Boom time or not, Lassell was not a man to waste his pennies, as the surviving written evidence confirms. His astronomical observations were recorded on homemade notebooks or ones originally meant for other purposes: some have business accounts, sermon notes and memoranda at one end and astronomical material at the other.
The home-made examples, containing many of his observations using the 24-inch telescope, consisted of large sheets of paper folded and cut into pages, then stitched inside brown-paper covers. Fragments of addresses and stamps on these covers show that the brown paper was second-hand to start with.
On the other hand, Lassell also liked to show style. The earliest portrait of him, an 1845 Daguerrotype, shows him in a flashy chequered waistcoat, while in the later Royal Astronomical Society presidential portrait he rejects the formal frock coat for the height of fashion, a short jacket with braided collar.
Other lifelong friendships made through astronomy included William R. Dawes, the Ormskirk physician, astronomer and Nonconformist minister, and the Manchester engineer James Nasmyth.
It was Nasmyth who build the steam-driven grinding machine designed by Lassell to make the 24-inch mirrors and who almost certainly made the famous telescope's heavy iron parts in his foundry at Patricroft.

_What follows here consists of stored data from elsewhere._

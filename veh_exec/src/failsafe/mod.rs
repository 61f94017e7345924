//! # Failsafe monitor module
//!
//! Combines the command watchdog and the hardware safety interlock into a single safe-to-drive
//! verdict. The verdict is recomputed from scratch on every call, there is no latching or
//! debouncing: one stale command stream or one disengaged switch reading is enough to fail safe.

// ---------------------------------------------------------------------------
// IMPORTS
// ---------------------------------------------------------------------------

use log::{info, warn};
use serde::Serialize;

// ---------------------------------------------------------------------------
// CONSTANTS
// ---------------------------------------------------------------------------

/// Default maximum age of the last command before the watchdog expires.
pub const DEFAULT_WATCHDOG_TIMEOUT_S: f64 = 0.25;

// ---------------------------------------------------------------------------
// TRAITS
// ---------------------------------------------------------------------------

/// An output showing whether the vehicle is safe to drive, for example a
/// status light.
pub trait SafetyIndicator {
    /// Set the indicator, `true` meaning safe to drive.
    fn set_safe(&mut self, safe: bool);
}

// ---------------------------------------------------------------------------
// DATA STRUCTURES
// ---------------------------------------------------------------------------

/// The result of one failsafe evaluation.
#[derive(Debug, Default, Copy, Clone, PartialEq, Eq, Serialize)]
pub struct FailsafeStatus {
    /// True if the last command is younger than the watchdog timeout.
    pub watchdog_ok: bool,

    /// True if the safety interlock switch is engaged.
    pub hardware_switch_ok: bool,
}

/// The failsafe monitor.
pub struct FailsafeMonitor {
    watchdog_timeout_s: f64,

    indicator: Box<dyn SafetyIndicator>,

    last_status: Option<FailsafeStatus>,
}

/// A [`SafetyIndicator`] which reports changes of the verdict in the log.
#[derive(Debug, Default)]
pub struct LogIndicator {
    safe: Option<bool>,
}

// ---------------------------------------------------------------------------
// IMPLEMENTATIONS
// ---------------------------------------------------------------------------

impl FailsafeStatus {
    pub fn safe_to_drive(&self) -> bool {
        self.watchdog_ok && self.hardware_switch_ok
    }
}

impl FailsafeMonitor {
    pub fn new(watchdog_timeout_s: f64, indicator: Box<dyn SafetyIndicator>) -> Self {
        Self {
            watchdog_timeout_s,
            indicator,
            last_status: None,
        }
    }

    /// Evaluate the failsafes and drive the indicator with the result.
    ///
    /// # Inputs
    /// - `now_s`: the current time.
    /// - `last_command_time_s`: time of the last command received, or `None`
    ///   if no command has ever been received, which fails the watchdog.
    /// - `hardware_switch_engaged`: the current reading of the interlock.
    ///
    /// A command time in the future of `now_s` also fails the watchdog.
    pub fn evaluate(
        &mut self,
        now_s: f64,
        last_command_time_s: Option<f64>,
        hardware_switch_engaged: bool,
    ) -> FailsafeStatus {
        let watchdog_ok = match last_command_time_s {
            Some(t) => {
                let age_s = now_s - t;
                age_s >= 0.0 && age_s < self.watchdog_timeout_s
            }
            None => false,
        };

        let status = FailsafeStatus {
            watchdog_ok,
            hardware_switch_ok: hardware_switch_engaged,
        };

        if self.last_status != Some(status) && !status.safe_to_drive() {
            warn!(
                "Not safe to drive (watchdog ok: {}, interlock engaged: {})",
                status.watchdog_ok, status.hardware_switch_ok
            );
        }

        self.indicator.set_safe(status.safe_to_drive());
        self.last_status = Some(status);

        status
    }

    /// The status found by the most recent evaluation.
    pub fn last_status(&self) -> Option<FailsafeStatus> {
        self.last_status
    }
}

impl Default for FailsafeMonitor {
    fn default() -> Self {
        Self::new(DEFAULT_WATCHDOG_TIMEOUT_S, Box::new(LogIndicator::default()))
    }
}

impl std::fmt::Debug for FailsafeMonitor {
    fn fmt(&self, f: &mut std::fmt::Formatter<'_>) -> std::fmt::Result {
        f.debug_struct("FailsafeMonitor")
            .field("watchdog_timeout_s", &self.watchdog_timeout_s)
            .field("last_status", &self.last_status)
            .finish()
    }
}

impl SafetyIndicator for LogIndicator {
    fn set_safe(&mut self, safe: bool) {
        if self.safe != Some(safe) {
            match safe {
                true => info!("Safety indicator: SAFE"),
                false => info!("Safety indicator: UNSAFE"),
            }
            self.safe = Some(safe);
        }
    }
}

#[cfg(test)]
pub(crate) mod test {
    use super::*;
    use std::cell::RefCell;
    use std::rc::Rc;

    /// Indicator recording every value it is set to.
    #[derive(Clone, Default)]
    pub(crate) struct RecordingIndicator(pub Rc<RefCell<Vec<bool>>>);

    impl SafetyIndicator for RecordingIndicator {
        fn set_safe(&mut self, safe: bool) {
            self.0.borrow_mut().push(safe);
        }
    }

    #[test]
    fn test_watchdog() {
        let mut fs = FailsafeMonitor::default();

        assert!(fs.evaluate(10.0, Some(9.99), true).watchdog_ok);
        assert!(fs.evaluate(10.0, Some(10.0), true).watchdog_ok);
        assert!(!fs.evaluate(10.0, Some(9.75), true).watchdog_ok);
        assert!(!fs.evaluate(10.0, Some(9.7), true).watchdog_ok);
        assert!(!fs.evaluate(10.0, None, true).watchdog_ok);
        assert!(!fs.evaluate(10.0, Some(10.5), true).watchdog_ok);
        assert!(!fs.evaluate(f64::NAN, Some(10.0), true).watchdog_ok);
    }

    #[test]
    fn test_switch() {
        let mut fs = FailsafeMonitor::default();

        let status = fs.evaluate(1.0, Some(0.99), false);
        assert!(status.watchdog_ok);
        assert!(!status.hardware_switch_ok);
        assert!(!status.safe_to_drive());

        // Recovers as soon as the switch is engaged again
        assert!(fs.evaluate(1.1, Some(1.0), true).safe_to_drive());
    }

    #[test]
    fn test_indicator() {
        let indicator = RecordingIndicator::default();
        let mut fs = FailsafeMonitor::new(0.25, Box::new(indicator.clone()));

        fs.evaluate(1.0, Some(0.9), true);
        fs.evaluate(1.0, Some(0.5), true);
        fs.evaluate(1.0, Some(0.9), false);
        fs.evaluate(1.0, Some(0.9), true);

        assert_eq!(*indicator.0.borrow(), vec![true, false, false, true]);
        assert_eq!(
            fs.last_status(),
            Some(FailsafeStatus {
                watchdog_ok: true,
                hardware_switch_ok: true
            })
        );
    }
}
//! # Equipment Interface
//!
//! This module defines the interface structures exchanged with the drivetrain and localisation
//! equipment.

// ------------------------------------------------------------------------------------------------
// MODULES
// ------------------------------------------------------------------------------------------------

/// Drivetrain demands and responses
pub mod drive;

/// Localisation fixes and raw sensor measurements
pub mod loc;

Lassell's notebooks record the exact position, in angles of time, of friends' homes, such as Mr Roskell the watch-manufacturer in Church Street, and Mr Findlow and Miss Harrison in Bootle.
In 1851 Lassell and another friend, a Mr Stannistreet, travelled to Sweden to observe a total eclipse of the sun. But Lassell came dose to blinding himself -- the solar heat focused through his powerful refracting telescope shattered the dark glass in the eyelens. It is not an observing procedure modern astronomers would follow or recommend.
When Queen Victoria visited Liverpool in 1851 Lassell was the only local notable whom she specifically asked to meet, and it was said that she rose and advanced to meet the astronomer as he entered the room. This was something at the time which was almost unheard of and was an indication of Her Majesty's regard for him and his work.